== Segment start ==
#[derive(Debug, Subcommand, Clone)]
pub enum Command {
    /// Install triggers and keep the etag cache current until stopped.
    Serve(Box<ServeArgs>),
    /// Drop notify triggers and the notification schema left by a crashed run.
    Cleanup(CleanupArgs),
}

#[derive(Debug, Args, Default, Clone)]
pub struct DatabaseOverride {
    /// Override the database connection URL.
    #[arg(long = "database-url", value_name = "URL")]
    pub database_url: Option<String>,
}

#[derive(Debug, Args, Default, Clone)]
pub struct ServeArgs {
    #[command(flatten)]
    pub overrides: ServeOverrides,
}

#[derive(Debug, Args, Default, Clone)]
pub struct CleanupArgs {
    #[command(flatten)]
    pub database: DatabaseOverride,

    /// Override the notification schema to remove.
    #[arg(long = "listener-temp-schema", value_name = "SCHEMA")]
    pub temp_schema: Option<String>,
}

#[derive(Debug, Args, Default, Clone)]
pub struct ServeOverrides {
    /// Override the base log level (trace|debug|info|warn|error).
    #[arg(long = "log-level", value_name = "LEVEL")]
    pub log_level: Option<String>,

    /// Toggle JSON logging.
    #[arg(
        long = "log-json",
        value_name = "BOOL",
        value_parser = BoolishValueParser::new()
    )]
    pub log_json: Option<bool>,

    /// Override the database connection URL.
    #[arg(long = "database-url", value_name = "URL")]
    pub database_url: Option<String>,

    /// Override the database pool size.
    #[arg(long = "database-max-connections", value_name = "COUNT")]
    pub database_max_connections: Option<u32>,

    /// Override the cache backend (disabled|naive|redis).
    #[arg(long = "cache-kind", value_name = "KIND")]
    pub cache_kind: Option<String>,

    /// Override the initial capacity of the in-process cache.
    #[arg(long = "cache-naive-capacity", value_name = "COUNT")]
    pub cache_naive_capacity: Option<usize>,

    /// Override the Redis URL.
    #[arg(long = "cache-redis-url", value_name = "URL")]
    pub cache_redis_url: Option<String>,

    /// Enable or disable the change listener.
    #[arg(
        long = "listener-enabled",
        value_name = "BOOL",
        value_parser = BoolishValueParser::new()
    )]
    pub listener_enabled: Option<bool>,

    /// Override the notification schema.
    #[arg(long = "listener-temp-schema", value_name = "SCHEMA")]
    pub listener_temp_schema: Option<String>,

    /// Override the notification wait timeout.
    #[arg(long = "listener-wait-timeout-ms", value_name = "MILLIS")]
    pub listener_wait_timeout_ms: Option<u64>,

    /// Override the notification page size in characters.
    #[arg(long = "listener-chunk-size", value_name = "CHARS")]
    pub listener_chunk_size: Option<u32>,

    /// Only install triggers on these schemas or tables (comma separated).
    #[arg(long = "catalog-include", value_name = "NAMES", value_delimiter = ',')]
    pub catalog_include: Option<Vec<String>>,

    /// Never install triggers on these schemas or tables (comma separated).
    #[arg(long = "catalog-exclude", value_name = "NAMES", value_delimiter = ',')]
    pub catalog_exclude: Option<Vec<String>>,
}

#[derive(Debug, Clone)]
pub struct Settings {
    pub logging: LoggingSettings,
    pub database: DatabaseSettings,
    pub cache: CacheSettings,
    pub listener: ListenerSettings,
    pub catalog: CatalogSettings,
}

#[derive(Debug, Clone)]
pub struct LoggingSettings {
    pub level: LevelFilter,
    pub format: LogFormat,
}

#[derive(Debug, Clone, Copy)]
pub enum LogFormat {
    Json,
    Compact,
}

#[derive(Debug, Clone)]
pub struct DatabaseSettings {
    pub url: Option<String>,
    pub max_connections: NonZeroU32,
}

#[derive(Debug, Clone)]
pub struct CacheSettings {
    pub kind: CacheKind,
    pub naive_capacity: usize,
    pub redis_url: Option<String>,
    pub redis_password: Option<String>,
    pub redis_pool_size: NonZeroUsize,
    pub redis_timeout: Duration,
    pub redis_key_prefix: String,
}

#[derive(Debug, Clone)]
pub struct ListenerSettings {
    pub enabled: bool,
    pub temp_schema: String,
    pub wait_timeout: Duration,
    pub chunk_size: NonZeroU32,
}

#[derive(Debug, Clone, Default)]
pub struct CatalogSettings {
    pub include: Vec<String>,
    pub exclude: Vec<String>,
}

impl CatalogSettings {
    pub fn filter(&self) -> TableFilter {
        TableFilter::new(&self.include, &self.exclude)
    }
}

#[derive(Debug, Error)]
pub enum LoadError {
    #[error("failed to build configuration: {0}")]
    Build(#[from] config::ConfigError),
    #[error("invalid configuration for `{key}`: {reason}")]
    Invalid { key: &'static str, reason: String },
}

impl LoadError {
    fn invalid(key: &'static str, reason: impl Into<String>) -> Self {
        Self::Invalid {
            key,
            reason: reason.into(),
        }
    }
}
== Segment end ==
- **Brief**
Scan the entries above and copy each line where "configuration" occurs.

- **Reply to the exercise**
    #[error("failed to build configuration: {0}")]
    #[error("invalid configuration for `{key}`: {reason}")]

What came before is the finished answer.